• **What is expected**
Look in the material below for the line with "filename src/inst.rs" and the line with "pub type Cycle = u64;", then set down exactly those two lines and all lines between, nothing more.

===== The data

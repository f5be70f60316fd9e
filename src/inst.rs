use crate::{error::TraceError, reservation_station::StationId};
use std::{fmt, str::FromStr};
use strum::{Display, EnumIter};

/// Program-order index of an instruction in the trace.
#[derive(Debug, Copy, Clone, PartialEq, Eq, PartialOrd, Ord, Hash, Default)]
pub struct Tag(pub usize);

impl From<usize> for Tag {
    fn from(i: usize) -> Self {
        Tag(i)
    }
}

impl From<Tag> for usize {
    fn from(tag: Tag) -> Self {
        tag.0
    }
}

impl fmt::Display for Tag {
    fn fmt(&self, f: &mut fmt::Formatter<'_>) -> fmt::Result {
        write!(f, "#{}", self.0)
    }
}

/// Floating point architectural register index (`F<n>`).
#[derive(Debug, Copy, Clone, PartialEq, Eq, PartialOrd, Ord, Hash)]
pub struct FpReg(pub usize);

impl fmt::Display for FpReg {
    fn fmt(&self, f: &mut fmt::Formatter<'_>) -> fmt::Result {
        write!(f, "F{}", self.0)
    }
}

/// Raw address component of a load or store.
#[derive(Debug, Copy, Clone, PartialEq, Eq)]
pub struct Imm(pub i64);

pub type Cycle = u64;

/// Functional unit category. Also the prefix of every station name.
#[derive(Debug, Copy, Clone, PartialEq, Eq, Hash, PartialOrd, Ord, EnumIter, Display)]
pub enum FuType {
    Load,
    Store,
    #[strum(serialize = "Add")]
    AddSub,
    #[strum(serialize = "Mult")]
    MultDiv,
}

#[derive(Debug, Copy, Clone, PartialEq, Eq)]
pub enum Inst {
    Add(FpReg, FpReg, FpReg),
    Sub(FpReg, FpReg, FpReg),
    Mult(FpReg, FpReg, FpReg),
    Div(FpReg, FpReg, FpReg),
    Load(FpReg, Imm, Imm),
    // The register holds the value being stored, it is not written.
    Store(FpReg, Imm, Imm),
}

/// Operand slot of a reservation station: either resolved, or waiting on the
/// station that will broadcast it.
#[derive(Debug, Copy, Clone, PartialEq, Eq)]
pub enum ValueOrTag {
    Valid,
    Invalid(StationId),
}

impl ValueOrTag {
    pub fn is_valid(&self) -> bool {
        matches!(self, ValueOrTag::Valid)
    }

    pub fn waits_on(&self, id: StationId) -> bool {
        *self == ValueOrTag::Invalid(id)
    }
}

impl Inst {
    pub fn fu_type(&self) -> FuType {
        match self {
            Inst::Add(..) | Inst::Sub(..) => FuType::AddSub,
            Inst::Mult(..) | Inst::Div(..) => FuType::MultDiv,
            Inst::Load(..) => FuType::Load,
            Inst::Store(..) => FuType::Store,
        }
    }

    pub fn latency(&self) -> u32 {
        match self {
            Inst::Add(..) | Inst::Sub(..) | Inst::Load(..) | Inst::Store(..) => 2,
            Inst::Mult(..) => 10,
            Inst::Div(..) => 40,
        }
    }

    /// Register this instruction renames, if any.
    pub fn dest_reg(&self) -> Option<FpReg> {
        match *self {
            Inst::Add(dst, _, _)
            | Inst::Sub(dst, _, _)
            | Inst::Mult(dst, _, _)
            | Inst::Div(dst, _, _)
            | Inst::Load(dst, _, _) => Some(dst),
            Inst::Store(..) => None,
        }
    }

    pub fn src_regs(&self) -> Vec<FpReg> {
        match *self {
            Inst::Add(_, src1, src2)
            | Inst::Sub(_, src1, src2)
            | Inst::Mult(_, src1, src2)
            | Inst::Div(_, src1, src2) => vec![src1, src2],
            Inst::Load(..) => vec![],
            Inst::Store(src, _, _) => vec![src],
        }
    }

    pub fn regs(&self) -> impl Iterator<Item = FpReg> {
        self.dest_reg().into_iter().chain(self.src_regs())
    }

    pub fn mnemonic(&self) -> &'static str {
        match self {
            Inst::Add(..) => "ADD",
            Inst::Sub(..) => "SUB",
            Inst::Mult(..) => "MULT",
            Inst::Div(..) => "DIV",
            Inst::Load(..) => "LOAD",
            Inst::Store(..) => "STORE",
        }
    }
}

impl fmt::Display for Inst {
    fn fmt(&self, f: &mut fmt::Formatter<'_>) -> fmt::Result {
        match *self {
            Inst::Add(a, b, c) | Inst::Sub(a, b, c) | Inst::Mult(a, b, c) | Inst::Div(a, b, c) => {
                write!(f, "{} {a} {b} {c}", self.mnemonic())
            }
            Inst::Load(r, base, off) | Inst::Store(r, base, off) => {
                write!(f, "{} {r} {} {}", self.mnemonic(), base.0, off.0)
            }
        }
    }
}

/// Cycle timestamps of one instruction. Each field is set at most once.
#[derive(Debug, Copy, Clone, Default, PartialEq, Eq)]
pub struct InstStatus {
    pub issued: Option<Cycle>,
    pub completed: Option<Cycle>,
    pub write_result: Option<Cycle>,
}

/// Which timestamp of an [`InstStatus`].
#[derive(Debug, Copy, Clone, PartialEq, Eq, Display)]
pub enum Stage {
    #[strum(serialize = "issue")]
    Issue,
    #[strum(serialize = "completion")]
    Complete,
    #[strum(serialize = "write-result")]
    WriteResult,
}

impl InstStatus {
    fn set_once(slot: &mut Option<Cycle>, cycle: Cycle) -> Result<(), Cycle> {
        match *slot {
            Some(old) => Err(old),
            None => {
                *slot = Some(cycle);
                Ok(())
            }
        }
    }

    /// Records `cycle` for `stage`, returning the already recorded cycle on
    /// a second attempt.
    pub fn mark(&mut self, stage: Stage, cycle: Cycle) -> Result<(), Cycle> {
        let slot = match stage {
            Stage::Issue => &mut self.issued,
            Stage::Complete => &mut self.completed,
            Stage::WriteResult => &mut self.write_result,
        };
        Self::set_once(slot, cycle)
    }

    pub fn is_retired(&self) -> bool {
        self.write_result.is_some()
    }
}

#[derive(Debug, Clone, PartialEq, Eq)]
pub struct InstRecord {
    pub tag: Tag,
    pub inst: Inst,
    pub status: InstStatus,
}

impl InstRecord {
    pub fn new(tag: Tag, inst: Inst) -> Self {
        Self {
            tag,
            inst,
            status: InstStatus::default(),
        }
    }
}

impl FromStr for Inst {
    type Err = TraceError;

    fn from_str(s: &str) -> Result<Self, Self::Err> {
        let mut fields = s.split_whitespace();
        let op = fields.next().ok_or(TraceError::Empty)?;
        let args = fields.collect::<Vec<_>>();
        if args.len() != 3 {
            return Err(TraceError::ArgCount {
                op: op.to_owned(),
                found: args.len(),
            });
        }

        let reg_arg = |n: usize| FpReg::from_str(args[n]);
        let imm_arg = |n: usize| Imm::from_str(args[n]);

        let inst = match op.to_lowercase().as_str() {
            "add" => Inst::Add(reg_arg(0)?, reg_arg(1)?, reg_arg(2)?),
            "sub" => Inst::Sub(reg_arg(0)?, reg_arg(1)?, reg_arg(2)?),
            "mult" => Inst::Mult(reg_arg(0)?, reg_arg(1)?, reg_arg(2)?),
            "div" => Inst::Div(reg_arg(0)?, reg_arg(1)?, reg_arg(2)?),
            "load" => Inst::Load(reg_arg(0)?, imm_arg(1)?, imm_arg(2)?),
            "store" => Inst::Store(reg_arg(0)?, imm_arg(1)?, imm_arg(2)?),
            _ => return Err(TraceError::UnknownOp(op.to_owned())),
        };

        Ok(inst)
    }
}

impl FromStr for FpReg {
    type Err = TraceError;

    fn from_str(s: &str) -> Result<Self, Self::Err> {
        s.strip_prefix(['F', 'f'])
            .and_then(|n| n.parse::<usize>().ok())
            .map(FpReg)
            .ok_or_else(|| TraceError::BadRegister(s.to_owned()))
    }
}

impl FromStr for Imm {
    type Err = TraceError;

    fn from_str(s: &str) -> Result<Self, Self::Err> {
        let val = if let Some(hex) = s.strip_prefix("0x") {
            i64::from_str_radix(hex, 16)
        } else if let Some(hex) = s.strip_prefix("-0x") {
            i64::from_str_radix(hex, 16).map(|v| -v)
        } else {
            i64::from_str(s)
        };

        val.map(Imm)
            .map_err(|_| TraceError::BadImmediate(s.to_owned()))
    }
}
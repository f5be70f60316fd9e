use crate::inst::{Cycle, InstRecord};

#[derive(Debug, Copy, Clone, PartialEq, Eq)]
pub enum CpuState {
    Running,
    Stopped,
}

#[derive(Debug, Clone, Default, PartialEq, Eq)]
pub struct Stats {
    pub broadcasts: u64,
    /// Cycles in which the next instruction found no free station.
    pub structural_stalls: u64,
    /// Station-cycles spent waiting on a pending operand.
    pub data_stalls: u64,
    /// Cycles in which more than one completed station wanted the bus.
    pub bus_contention: u64,
}

#[derive(Debug, Clone)]
pub struct ExecResult {
    pub records: Vec<InstRecord>,
    pub cycles_taken: Cycle,
    pub insts_retired: u64,
    pub stats: Stats,
}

==========

• **Answer section**
filename src/inst.rs
use crate::{error::TraceError, reservation_station::StationId};
use std::{fmt, str::FromStr};
use strum::{Display, EnumIter};

/// Program-order index of an instruction in the trace.
#[derive(Debug, Copy, Clone, PartialEq, Eq, PartialOrd, Ord, Hash, Default)]
pub struct Tag(pub usize);

impl From<usize> for Tag {
    fn from(i: usize) -> Self {
        Tag(i)
    }
}

impl From<Tag> for usize {
    fn from(tag: Tag) -> Self {
        tag.0
    }
}

impl fmt::Display for Tag {
    fn fmt(&self, f: &mut fmt::Formatter<'_>) -> fmt::Result {
        write!(f, "#{}", self.0)
    }
}

/// Floating point architectural register index (`F<n>`).
#[derive(Debug, Copy, Clone, PartialEq, Eq, PartialOrd, Ord, Hash)]
pub struct FpReg(pub usize);

impl fmt::Display for FpReg {
    fn fmt(&self, f: &mut fmt::Formatter<'_>) -> fmt::Result {
        write!(f, "F{}", self.0)
    }
}

/// Raw address component of a load or store.
#[derive(Debug, Copy, Clone, PartialEq, Eq)]
pub struct Imm(pub i64);

pub type Cycle = u64;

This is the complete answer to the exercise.